Task directions:
Please tell how many of the lines below contain "types", using only a number.

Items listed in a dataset
______________________________

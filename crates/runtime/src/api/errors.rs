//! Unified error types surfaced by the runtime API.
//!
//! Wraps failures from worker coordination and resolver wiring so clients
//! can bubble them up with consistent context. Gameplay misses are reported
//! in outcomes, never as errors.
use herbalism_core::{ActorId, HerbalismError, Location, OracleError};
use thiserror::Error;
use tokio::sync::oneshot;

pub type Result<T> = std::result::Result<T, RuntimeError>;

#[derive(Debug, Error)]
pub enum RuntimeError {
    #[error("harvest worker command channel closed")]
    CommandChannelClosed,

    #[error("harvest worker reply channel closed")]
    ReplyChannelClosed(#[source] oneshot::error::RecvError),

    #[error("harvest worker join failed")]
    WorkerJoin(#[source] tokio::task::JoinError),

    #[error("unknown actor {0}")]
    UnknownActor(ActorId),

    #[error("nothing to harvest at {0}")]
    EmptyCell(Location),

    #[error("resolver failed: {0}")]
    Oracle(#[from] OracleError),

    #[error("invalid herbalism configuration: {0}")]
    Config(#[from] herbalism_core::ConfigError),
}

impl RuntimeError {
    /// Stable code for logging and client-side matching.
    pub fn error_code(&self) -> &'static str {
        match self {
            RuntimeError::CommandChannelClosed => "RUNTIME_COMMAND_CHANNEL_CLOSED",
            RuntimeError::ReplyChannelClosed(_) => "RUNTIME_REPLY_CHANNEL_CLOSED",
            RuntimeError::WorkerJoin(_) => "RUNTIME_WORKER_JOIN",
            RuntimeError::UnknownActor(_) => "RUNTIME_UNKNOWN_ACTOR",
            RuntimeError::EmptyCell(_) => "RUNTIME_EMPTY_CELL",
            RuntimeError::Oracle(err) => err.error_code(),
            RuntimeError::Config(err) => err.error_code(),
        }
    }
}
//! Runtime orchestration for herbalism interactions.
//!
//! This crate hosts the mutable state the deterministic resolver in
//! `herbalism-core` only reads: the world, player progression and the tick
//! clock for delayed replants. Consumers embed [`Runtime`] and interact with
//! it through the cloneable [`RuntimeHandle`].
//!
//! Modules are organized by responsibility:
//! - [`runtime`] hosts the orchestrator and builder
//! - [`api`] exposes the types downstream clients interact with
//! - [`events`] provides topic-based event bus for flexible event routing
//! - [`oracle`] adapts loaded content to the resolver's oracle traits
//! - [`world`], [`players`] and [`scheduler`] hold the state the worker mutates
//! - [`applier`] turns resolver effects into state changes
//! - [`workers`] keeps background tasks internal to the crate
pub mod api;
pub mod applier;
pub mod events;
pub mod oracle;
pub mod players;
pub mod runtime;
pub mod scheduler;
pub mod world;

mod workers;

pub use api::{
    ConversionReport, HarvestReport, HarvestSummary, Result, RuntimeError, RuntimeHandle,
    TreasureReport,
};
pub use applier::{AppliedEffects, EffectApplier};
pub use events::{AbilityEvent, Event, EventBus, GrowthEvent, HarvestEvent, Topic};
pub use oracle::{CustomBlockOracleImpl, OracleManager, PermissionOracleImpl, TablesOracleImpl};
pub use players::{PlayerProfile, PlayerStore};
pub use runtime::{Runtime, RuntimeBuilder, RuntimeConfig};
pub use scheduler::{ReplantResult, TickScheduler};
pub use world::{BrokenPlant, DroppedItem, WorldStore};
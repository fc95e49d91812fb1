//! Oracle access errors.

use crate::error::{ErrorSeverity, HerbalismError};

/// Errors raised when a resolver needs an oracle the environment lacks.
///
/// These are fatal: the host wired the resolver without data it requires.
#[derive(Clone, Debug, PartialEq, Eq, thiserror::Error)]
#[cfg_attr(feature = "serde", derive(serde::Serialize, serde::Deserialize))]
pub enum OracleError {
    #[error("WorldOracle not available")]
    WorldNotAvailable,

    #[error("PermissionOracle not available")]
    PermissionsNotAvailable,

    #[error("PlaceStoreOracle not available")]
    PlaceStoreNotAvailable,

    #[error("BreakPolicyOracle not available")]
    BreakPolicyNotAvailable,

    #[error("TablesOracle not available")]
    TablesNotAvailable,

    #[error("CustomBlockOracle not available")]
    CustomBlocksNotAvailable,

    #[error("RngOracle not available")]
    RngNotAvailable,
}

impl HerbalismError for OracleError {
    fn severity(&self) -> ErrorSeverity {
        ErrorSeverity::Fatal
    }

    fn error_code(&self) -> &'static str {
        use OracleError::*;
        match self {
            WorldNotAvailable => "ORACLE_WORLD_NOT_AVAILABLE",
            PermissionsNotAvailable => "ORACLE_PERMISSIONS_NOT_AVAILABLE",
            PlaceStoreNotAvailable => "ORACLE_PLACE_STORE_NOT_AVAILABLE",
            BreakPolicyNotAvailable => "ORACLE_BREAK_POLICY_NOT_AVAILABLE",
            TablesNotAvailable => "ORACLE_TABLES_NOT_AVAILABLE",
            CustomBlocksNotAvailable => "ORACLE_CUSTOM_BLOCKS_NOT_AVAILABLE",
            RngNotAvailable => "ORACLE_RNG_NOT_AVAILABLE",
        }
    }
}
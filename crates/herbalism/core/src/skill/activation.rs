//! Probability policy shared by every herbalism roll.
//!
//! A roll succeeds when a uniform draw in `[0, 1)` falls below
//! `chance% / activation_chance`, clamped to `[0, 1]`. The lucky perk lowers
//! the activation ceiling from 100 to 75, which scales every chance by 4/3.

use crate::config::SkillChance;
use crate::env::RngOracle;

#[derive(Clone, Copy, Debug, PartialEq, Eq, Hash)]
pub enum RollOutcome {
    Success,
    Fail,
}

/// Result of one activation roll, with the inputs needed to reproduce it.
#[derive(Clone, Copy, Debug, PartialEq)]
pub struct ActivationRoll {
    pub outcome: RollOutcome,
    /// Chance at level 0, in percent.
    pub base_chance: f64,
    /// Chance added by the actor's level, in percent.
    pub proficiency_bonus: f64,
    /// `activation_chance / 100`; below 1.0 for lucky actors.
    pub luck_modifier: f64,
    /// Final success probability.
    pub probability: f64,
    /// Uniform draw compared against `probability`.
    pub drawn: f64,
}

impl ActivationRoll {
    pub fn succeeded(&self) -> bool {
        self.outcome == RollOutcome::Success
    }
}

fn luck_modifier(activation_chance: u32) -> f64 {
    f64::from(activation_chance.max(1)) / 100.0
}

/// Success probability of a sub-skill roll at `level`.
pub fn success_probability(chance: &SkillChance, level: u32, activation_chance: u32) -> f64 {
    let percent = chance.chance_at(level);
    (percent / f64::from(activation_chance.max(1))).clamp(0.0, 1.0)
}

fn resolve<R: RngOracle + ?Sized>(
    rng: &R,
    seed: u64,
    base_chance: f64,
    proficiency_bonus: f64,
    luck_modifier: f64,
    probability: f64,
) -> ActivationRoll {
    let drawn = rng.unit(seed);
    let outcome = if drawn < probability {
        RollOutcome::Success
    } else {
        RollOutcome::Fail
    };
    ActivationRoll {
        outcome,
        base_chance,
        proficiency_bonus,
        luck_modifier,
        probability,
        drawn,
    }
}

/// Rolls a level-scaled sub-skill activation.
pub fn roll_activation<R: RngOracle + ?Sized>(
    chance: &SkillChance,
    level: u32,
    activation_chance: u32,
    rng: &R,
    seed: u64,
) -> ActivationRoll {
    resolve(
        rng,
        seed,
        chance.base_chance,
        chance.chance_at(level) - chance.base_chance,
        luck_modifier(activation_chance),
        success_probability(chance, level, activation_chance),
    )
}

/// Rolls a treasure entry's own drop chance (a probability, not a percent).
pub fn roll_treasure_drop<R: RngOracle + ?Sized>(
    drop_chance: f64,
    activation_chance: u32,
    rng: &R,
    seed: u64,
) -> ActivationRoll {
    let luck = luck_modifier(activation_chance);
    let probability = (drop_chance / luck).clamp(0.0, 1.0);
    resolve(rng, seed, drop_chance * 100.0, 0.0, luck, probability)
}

______________________________

Finished exercise:
2